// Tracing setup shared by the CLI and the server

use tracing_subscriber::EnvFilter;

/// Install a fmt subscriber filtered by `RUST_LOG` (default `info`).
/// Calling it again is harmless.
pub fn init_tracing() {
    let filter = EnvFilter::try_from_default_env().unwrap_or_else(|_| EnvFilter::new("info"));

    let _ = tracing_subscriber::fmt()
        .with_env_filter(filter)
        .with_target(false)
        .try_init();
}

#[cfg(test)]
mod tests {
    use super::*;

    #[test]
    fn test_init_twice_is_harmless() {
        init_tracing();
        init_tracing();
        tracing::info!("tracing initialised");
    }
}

────────────────────

What to produce – Repeat the records. Match them exactly.

Solution to the problem –
// Tracing setup shared by the CLI and the server

use tracing_subscriber::EnvFilter;

/// Install a fmt subscriber filtered by `RUST_LOG` (default `info`).
/// Calling it again is harmless.
pub fn init_tracing() {
    let filter = EnvFilter::try_from_default_env().unwrap_or_else(|_| EnvFilter::new("info"));

    let _ = tracing_subscriber::fmt()
        .with_env_filter(filter)
        .with_target(false)
        .try_init();
}

#[cfg(test)]
mod tests {
    use super::*;

    #[test]
    fn test_init_twice_is_harmless() {
        init_tracing();
        init_tracing();
        tracing::info!("tracing initialised");
    }
}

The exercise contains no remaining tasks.